Of all the entries below, only the lines from the one with "#[derive(Debug, Clone, Copy, PartialEq, Serialize, Deserialize)]" up to and including the one with "let semantic = candidate.semantic_score.clamp(0.0, 1.0);" are to be duplicated exactly.

● **Data items**:
━━━━━━

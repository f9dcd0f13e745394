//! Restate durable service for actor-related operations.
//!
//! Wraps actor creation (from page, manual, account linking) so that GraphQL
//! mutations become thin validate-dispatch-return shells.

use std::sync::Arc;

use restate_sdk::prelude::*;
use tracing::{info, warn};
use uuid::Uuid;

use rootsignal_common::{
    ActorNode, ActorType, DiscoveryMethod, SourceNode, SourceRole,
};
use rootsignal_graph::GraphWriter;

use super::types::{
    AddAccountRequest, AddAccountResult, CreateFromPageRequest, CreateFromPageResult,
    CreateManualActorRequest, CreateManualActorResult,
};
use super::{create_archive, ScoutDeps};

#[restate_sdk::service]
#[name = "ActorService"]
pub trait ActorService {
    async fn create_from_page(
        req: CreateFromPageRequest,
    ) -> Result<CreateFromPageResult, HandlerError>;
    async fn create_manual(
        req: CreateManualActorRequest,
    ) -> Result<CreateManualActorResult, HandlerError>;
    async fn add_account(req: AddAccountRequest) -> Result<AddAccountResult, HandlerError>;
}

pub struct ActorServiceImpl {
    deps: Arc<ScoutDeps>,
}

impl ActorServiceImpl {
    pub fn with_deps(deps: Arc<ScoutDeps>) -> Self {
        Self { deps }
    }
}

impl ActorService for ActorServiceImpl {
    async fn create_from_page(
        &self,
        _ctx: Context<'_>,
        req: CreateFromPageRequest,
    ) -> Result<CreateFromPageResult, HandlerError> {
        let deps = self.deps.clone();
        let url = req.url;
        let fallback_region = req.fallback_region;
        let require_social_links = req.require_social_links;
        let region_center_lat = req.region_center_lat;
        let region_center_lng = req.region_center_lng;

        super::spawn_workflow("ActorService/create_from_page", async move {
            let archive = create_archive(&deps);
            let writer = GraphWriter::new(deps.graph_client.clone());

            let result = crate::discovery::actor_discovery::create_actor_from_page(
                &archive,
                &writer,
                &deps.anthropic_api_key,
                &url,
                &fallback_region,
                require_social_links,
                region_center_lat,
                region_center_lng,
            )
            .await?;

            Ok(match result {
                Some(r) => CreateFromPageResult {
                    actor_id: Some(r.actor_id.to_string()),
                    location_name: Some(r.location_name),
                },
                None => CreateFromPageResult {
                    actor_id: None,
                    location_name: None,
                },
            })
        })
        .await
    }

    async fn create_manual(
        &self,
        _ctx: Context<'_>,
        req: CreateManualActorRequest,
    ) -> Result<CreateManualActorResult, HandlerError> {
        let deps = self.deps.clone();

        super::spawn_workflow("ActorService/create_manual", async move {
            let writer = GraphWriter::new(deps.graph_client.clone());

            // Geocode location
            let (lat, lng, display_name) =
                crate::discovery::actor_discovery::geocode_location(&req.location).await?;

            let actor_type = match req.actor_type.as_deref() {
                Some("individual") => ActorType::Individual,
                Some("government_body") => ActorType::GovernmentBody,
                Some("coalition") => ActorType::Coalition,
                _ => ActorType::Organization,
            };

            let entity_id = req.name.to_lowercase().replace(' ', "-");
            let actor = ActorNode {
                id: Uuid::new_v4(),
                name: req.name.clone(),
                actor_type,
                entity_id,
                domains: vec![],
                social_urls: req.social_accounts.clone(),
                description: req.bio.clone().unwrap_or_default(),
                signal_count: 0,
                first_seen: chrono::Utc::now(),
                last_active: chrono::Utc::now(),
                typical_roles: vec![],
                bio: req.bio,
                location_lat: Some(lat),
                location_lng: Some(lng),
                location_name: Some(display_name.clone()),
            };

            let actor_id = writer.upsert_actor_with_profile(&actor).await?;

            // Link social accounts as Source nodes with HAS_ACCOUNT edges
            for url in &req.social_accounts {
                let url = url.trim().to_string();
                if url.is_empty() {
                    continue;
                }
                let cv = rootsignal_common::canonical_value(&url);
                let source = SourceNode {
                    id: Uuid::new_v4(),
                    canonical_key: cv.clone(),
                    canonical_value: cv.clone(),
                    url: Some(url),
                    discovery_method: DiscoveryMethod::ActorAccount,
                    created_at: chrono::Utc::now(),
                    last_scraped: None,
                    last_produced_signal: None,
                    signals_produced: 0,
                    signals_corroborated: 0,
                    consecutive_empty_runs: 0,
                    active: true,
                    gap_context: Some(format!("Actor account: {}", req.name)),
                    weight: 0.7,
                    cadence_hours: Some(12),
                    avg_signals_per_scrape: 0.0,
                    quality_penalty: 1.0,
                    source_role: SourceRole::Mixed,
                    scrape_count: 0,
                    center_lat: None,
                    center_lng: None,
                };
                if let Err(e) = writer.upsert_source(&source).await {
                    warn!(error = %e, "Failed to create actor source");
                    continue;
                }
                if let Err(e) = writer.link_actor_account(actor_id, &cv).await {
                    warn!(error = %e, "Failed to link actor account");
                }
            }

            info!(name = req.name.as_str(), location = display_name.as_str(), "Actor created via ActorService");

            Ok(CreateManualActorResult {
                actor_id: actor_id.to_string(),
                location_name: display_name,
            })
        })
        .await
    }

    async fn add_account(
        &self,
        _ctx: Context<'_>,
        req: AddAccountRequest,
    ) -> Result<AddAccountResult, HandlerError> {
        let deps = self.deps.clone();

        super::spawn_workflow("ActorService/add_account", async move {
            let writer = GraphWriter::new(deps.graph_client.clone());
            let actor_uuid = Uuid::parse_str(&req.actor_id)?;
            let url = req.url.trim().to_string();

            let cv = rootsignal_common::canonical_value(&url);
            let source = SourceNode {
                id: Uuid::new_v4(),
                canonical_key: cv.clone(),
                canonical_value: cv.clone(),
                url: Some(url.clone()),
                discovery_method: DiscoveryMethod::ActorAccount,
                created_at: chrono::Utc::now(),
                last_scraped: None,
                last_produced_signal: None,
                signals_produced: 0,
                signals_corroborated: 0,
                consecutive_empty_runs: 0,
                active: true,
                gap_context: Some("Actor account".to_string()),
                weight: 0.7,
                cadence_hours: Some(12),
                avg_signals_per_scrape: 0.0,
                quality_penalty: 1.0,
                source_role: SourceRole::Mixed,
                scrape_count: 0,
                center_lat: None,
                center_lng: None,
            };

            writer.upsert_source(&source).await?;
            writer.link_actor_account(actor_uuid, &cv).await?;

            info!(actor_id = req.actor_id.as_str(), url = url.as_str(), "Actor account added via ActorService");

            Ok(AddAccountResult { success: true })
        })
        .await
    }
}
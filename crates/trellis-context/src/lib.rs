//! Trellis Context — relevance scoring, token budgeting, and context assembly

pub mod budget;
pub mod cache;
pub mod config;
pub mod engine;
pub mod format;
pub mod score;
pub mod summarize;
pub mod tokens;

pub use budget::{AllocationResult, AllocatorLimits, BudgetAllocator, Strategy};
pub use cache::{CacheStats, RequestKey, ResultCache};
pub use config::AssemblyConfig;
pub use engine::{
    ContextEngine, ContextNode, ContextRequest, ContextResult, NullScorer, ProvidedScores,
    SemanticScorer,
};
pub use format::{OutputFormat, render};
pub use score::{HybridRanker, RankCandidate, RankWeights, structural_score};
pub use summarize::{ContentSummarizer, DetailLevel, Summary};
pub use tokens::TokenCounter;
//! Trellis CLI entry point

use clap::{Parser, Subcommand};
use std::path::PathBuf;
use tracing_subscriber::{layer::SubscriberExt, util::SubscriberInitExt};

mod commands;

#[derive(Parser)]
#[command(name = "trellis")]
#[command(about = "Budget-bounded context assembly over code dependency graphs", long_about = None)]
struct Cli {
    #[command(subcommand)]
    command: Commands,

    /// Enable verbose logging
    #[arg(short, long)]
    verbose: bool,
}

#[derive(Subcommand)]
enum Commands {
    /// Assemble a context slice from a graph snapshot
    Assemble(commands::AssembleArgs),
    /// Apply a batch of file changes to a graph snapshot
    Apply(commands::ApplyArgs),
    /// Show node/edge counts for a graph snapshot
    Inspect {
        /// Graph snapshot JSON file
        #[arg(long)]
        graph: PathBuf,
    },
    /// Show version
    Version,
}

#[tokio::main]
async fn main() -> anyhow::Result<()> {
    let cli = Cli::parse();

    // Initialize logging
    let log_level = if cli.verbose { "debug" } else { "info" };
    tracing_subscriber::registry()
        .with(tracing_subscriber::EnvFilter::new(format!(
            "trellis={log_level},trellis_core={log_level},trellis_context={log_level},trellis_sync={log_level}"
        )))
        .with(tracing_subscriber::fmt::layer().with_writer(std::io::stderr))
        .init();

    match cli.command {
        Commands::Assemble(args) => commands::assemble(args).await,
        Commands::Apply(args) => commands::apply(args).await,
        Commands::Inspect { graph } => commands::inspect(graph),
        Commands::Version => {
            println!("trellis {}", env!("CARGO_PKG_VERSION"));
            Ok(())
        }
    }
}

━━━━━━

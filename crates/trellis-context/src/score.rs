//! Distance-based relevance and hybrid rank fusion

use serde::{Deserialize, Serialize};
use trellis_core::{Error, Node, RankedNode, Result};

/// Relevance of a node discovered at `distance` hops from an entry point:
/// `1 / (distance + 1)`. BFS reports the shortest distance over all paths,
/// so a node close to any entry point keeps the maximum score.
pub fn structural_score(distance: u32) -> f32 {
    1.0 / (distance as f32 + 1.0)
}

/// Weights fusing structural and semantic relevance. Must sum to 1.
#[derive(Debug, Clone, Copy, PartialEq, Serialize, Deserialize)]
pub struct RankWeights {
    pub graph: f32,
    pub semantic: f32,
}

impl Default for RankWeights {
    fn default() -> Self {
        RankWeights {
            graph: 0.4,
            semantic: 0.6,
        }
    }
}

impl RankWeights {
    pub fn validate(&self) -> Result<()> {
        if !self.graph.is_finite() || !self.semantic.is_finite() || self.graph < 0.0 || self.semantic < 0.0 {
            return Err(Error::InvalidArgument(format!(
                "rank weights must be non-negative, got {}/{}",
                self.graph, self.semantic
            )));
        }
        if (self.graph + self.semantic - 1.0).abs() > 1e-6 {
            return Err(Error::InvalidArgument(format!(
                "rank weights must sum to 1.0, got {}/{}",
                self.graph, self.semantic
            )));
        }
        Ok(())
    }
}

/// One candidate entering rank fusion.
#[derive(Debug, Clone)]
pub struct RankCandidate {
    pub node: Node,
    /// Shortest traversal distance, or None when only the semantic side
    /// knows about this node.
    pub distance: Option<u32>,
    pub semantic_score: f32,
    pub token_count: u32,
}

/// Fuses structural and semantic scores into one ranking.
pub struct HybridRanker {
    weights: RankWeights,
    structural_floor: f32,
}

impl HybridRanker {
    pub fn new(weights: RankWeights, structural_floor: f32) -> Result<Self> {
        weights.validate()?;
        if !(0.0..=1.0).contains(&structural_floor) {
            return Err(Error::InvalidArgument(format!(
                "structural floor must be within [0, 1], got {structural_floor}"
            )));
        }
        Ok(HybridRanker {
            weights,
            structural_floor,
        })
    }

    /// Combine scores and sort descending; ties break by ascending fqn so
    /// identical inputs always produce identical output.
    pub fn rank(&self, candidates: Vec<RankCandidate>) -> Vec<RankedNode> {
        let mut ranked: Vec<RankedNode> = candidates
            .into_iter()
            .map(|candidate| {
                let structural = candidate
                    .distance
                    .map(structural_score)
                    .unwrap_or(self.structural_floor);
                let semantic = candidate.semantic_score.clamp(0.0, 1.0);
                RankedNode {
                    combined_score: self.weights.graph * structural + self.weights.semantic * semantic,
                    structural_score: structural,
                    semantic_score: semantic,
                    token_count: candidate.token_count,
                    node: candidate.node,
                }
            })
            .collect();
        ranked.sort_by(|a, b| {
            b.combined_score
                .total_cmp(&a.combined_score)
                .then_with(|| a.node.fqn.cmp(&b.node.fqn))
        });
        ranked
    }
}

━━━━━━

● **Output**:
#[derive(Debug, Clone, Copy, PartialEq, Serialize, Deserialize)]
pub struct RankWeights {
    pub graph: f32,
    pub semantic: f32,
}

impl Default for RankWeights {
    fn default() -> Self {
        RankWeights {
            graph: 0.4,
            semantic: 0.6,
        }
    }
}

impl RankWeights {
    pub fn validate(&self) -> Result<()> {
        if !self.graph.is_finite() || !self.semantic.is_finite() || self.graph < 0.0 || self.semantic < 0.0 {
            return Err(Error::InvalidArgument(format!(
                "rank weights must be non-negative, got {}/{}",
                self.graph, self.semantic
            )));
        }
        if (self.graph + self.semantic - 1.0).abs() > 1e-6 {
            return Err(Error::InvalidArgument(format!(
                "rank weights must sum to 1.0, got {}/{}",
                self.graph, self.semantic
            )));
        }
        Ok(())
    }
}

/// One candidate entering rank fusion.
#[derive(Debug, Clone)]
pub struct RankCandidate {
    pub node: Node,
    /// Shortest traversal distance, or None when only the semantic side
    /// knows about this node.
    pub distance: Option<u32>,
    pub semantic_score: f32,
    pub token_count: u32,
}

/// Fuses structural and semantic scores into one ranking.
pub struct HybridRanker {
    weights: RankWeights,
    structural_floor: f32,
}

impl HybridRanker {
    pub fn new(weights: RankWeights, structural_floor: f32) -> Result<Self> {
        weights.validate()?;
        if !(0.0..=1.0).contains(&structural_floor) {
            return Err(Error::InvalidArgument(format!(
                "structural floor must be within [0, 1], got {structural_floor}"
            )));
        }
        Ok(HybridRanker {
            weights,
            structural_floor,
        })
    }

    /// Combine scores and sort descending; ties break by ascending fqn so
    /// identical inputs always produce identical output.
    pub fn rank(&self, candidates: Vec<RankCandidate>) -> Vec<RankedNode> {
        let mut ranked: Vec<RankedNode> = candidates
            .into_iter()
            .map(|candidate| {
                let structural = candidate
                    .distance
                    .map(structural_score)
                    .unwrap_or(self.structural_floor);
                let semantic = candidate.semantic_score.clamp(0.0, 1.0);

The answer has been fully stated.